Speaking simply in terms of social status, Episcopalians have traditionally been at the top of America’s informal religious hierarchy. This was much more the case a few generations ago, perhaps, and even more so in the early part of the 20th Century. (When Golden Age Hollywood wanted to portray the upper class at church, it almost invariably depicted Episcopalians–just think of The Philadelphia Story and The Bishop’s Wife). A forthcoming book from the University of North Carolina Press, Religion, Art, and Money: Episcopalians and American Culture from the Civil War to the Great Depression, by Peter Williams (Miami University), explores the influence of wealthy Episcopalians on urban culture in America. Here’s the publisher’s description:

This cultural history of mainline Protestantism and American cities–most notably, New York City–focuses on wealthy, urban Episcopalians and the influential ways they used their money. Peter W. Williams argues that such Episcopalians, many of them the country’s most successful industrialists and financiers, left a deep and lasting mark on American urban culture. Their sense of public responsibility derived from a sacramental theology that gave credit to the material realm as a vehicle for religious experience and moral formation, and they came to be distinguished by their participation in major aesthetic and social welfare endeavors.

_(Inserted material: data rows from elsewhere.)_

use std::fmt;

use super::api::GlApi;
use super::error::RenderError;

pub const VERTEX_SHADER_SOURCE: &str = r#"#version 330 core
layout (location = 0) in vec3 aPos;
void main()
{
   gl_Position = vec4(aPos.x, aPos.y, aPos.z, 1.0);
}
"#;

pub const FRAGMENT_SHADER_SOURCE: &str = r#"#version 330 core
out vec4 FragColor;
void main()
{
   FragColor = vec4(1.0f, 0.5f, 0.2f, 1.0f);
}
"#;

/// Fill color written by [`FRAGMENT_SHADER_SOURCE`] (RGBA).
pub const QUAD_COLOR: [f32; 4] = [1.0, 0.5, 0.2, 1.0];

#[derive(Debug, Copy, Clone, Eq, PartialEq)]
pub enum ShaderStage {
    Vertex,
    Fragment,
}

impl ShaderStage {
    fn gl_enum(self) -> u32 {
        match self {
            ShaderStage::Vertex => glow::VERTEX_SHADER,
            ShaderStage::Fragment => glow::FRAGMENT_SHADER,
        }
    }

    fn object_name(self) -> &'static str {
        match self {
            ShaderStage::Vertex => "vertex shader",
            ShaderStage::Fragment => "fragment shader",
        }
    }
}

impl fmt::Display for ShaderStage {
    fn fmt(&self, f: &mut fmt::Formatter<'_>) -> fmt::Result {
        f.write_str(match self {
            ShaderStage::Vertex => "VERTEX",
            ShaderStage::Fragment => "FRAGMENT",
        })
    }
}

/// One failed status check with the driver's log text.
#[derive(Debug, Clone, Eq, PartialEq)]
pub enum ShaderDiagnostic {
    Compile { stage: ShaderStage, log: String },
    Link { log: String },
}

impl ShaderDiagnostic {
    pub fn log(&self) -> &str {
        match self {
            ShaderDiagnostic::Compile { log, .. } | ShaderDiagnostic::Link { log } => log,
        }
    }
}

impl fmt::Display for ShaderDiagnostic {
    fn fmt(&self, f: &mut fmt::Formatter<'_>) -> fmt::Result {
        match self {
            ShaderDiagnostic::Compile { stage, log } => {
                write!(f, "ERROR::SHADER::{stage}::COMPILATION_FAILED\n{}", log.trim_end())
            }
            ShaderDiagnostic::Link { log } => {
                write!(f, "ERROR::SHADER::PROGRAM::LINKING_FAILED\n{}", log.trim_end())
            }
        }
    }
}

/// Every diagnostic produced by one failed program build, in check order.
#[derive(Debug, Clone, Eq, PartialEq)]
pub struct ShaderLog {
    diagnostics: Vec<ShaderDiagnostic>,
}

impl ShaderLog {
    pub fn diagnostics(&self) -> &[ShaderDiagnostic] {
        &self.diagnostics
    }

    pub fn failed_stage(&self, stage: ShaderStage) -> bool {
        self.diagnostics
            .iter()
            .any(|d| matches!(d, ShaderDiagnostic::Compile { stage: s, .. } if *s == stage))
    }

    pub fn link_failed(&self) -> bool {
        self.diagnostics
            .iter()
            .any(|d| matches!(d, ShaderDiagnostic::Link { .. }))
    }
}

impl fmt::Display for ShaderLog {
    fn fmt(&self, f: &mut fmt::Formatter<'_>) -> fmt::Result {
        for (i, d) in self.diagnostics.iter().enumerate() {
            if i > 0 {
                writeln!(f)?;
            }
            write!(f, "{d}")?;
        }
        Ok(())
    }
}

/// A successfully linked vertex + fragment program.
///
/// Only obtainable through [`ShaderProgram::build`], so holding one means the
/// link status was checked. Not `Clone`; release with [`ShaderProgram::delete`].
pub struct ShaderProgram<G: GlApi> {
    program: G::Program,
}

impl<G: GlApi> ShaderProgram<G> {
    /// Builds the fixed quad program from the embedded sources.
    pub fn build(gl: &G) -> Result<Self, RenderError> {
        Self::build_from_sources(gl, VERTEX_SHADER_SOURCE, FRAGMENT_SHADER_SOURCE)
    }

    /// Compiles both stages, links them and deletes the stage objects.
    ///
    /// Each status check runs even after an earlier one failed, so the error
    /// carries every compile and link log the driver produced.
    pub fn build_from_sources(
        gl: &G,
        vertex_source: &str,
        fragment_source: &str,
    ) -> Result<Self, RenderError> {
        let mut diagnostics = Vec::new();

        let vertex = compile_stage(gl, ShaderStage::Vertex, vertex_source, &mut diagnostics)?;
        let fragment =
            match compile_stage(gl, ShaderStage::Fragment, fragment_source, &mut diagnostics) {
                Ok(s) => s,
                Err(e) => {
                    gl.delete_shader(vertex);
                    return Err(e);
                }
            };

        let program = match gl.create_program() {
            Ok(p) => p,
            Err(reason) => {
                gl.delete_shader(vertex);
                gl.delete_shader(fragment);
                return Err(RenderError::create("shader program", reason));
            }
        };

        gl.attach_shader(program, vertex);
        gl.attach_shader(program, fragment);
        gl.link_program(program);

        if !gl.program_link_status(program) {
            diagnostics.push(ShaderDiagnostic::Link {
                log: non_empty(gl.program_info_log(program)),
            });
        }

        // The program keeps the compiled code.
        gl.delete_shader(vertex);
        gl.delete_shader(fragment);

        if !diagnostics.is_empty() {
            gl.delete_program(program);
            return Err(RenderError::Shader(ShaderLog { diagnostics }));
        }

        log::debug!("shader program linked ({program:?})");
        Ok(Self { program })
    }

    #[inline]
    pub fn handle(&self) -> G::Program {
        self.program
    }

    pub fn bind(&self, gl: &G) {
        gl.use_program(Some(self.program));
    }

    pub fn delete(self, gl: &G) {
        gl.delete_program(self.program);
    }
}

fn compile_stage<G: GlApi>(
    gl: &G,
    stage: ShaderStage,
    source: &str,
    diagnostics: &mut Vec<ShaderDiagnostic>,
) -> Result<G::Shader, RenderError> {
    let shader = gl
        .create_shader(stage.gl_enum())
        .map_err(|reason| RenderError::create(stage.object_name(), reason))?;

    gl.shader_source(shader, source);
    gl.compile_shader(shader);

    if !gl.shader_compile_status(shader) {
        diagnostics.push(ShaderDiagnostic::Compile {
            stage,
            log: non_empty(gl.shader_info_log(shader)),
        });
    }

    Ok(shader)
}

fn non_empty(log: String) -> String {
    if log.trim().is_empty() {
        "(driver returned an empty info log)".to_string()
    } else {
        log
    }
}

Williams traces how the church helped transmit a European-inflected artistic patronage that was adapted to the American scene by clergy and laity intent upon providing moral and aesthetic leadership for a society in flux. Episcopalian influence is most visible today in the churches, cathedrals, and elite boarding schools that stand in many cities and other locations, but Episcopalians also provided major support to the formation of stellar art collections, the performing arts, and the Arts and Crafts movement. Williams argues that Episcopalians thus helped smooth the way for acceptance of materiality in religious culture in a previously iconoclastic, Puritan-influenced society.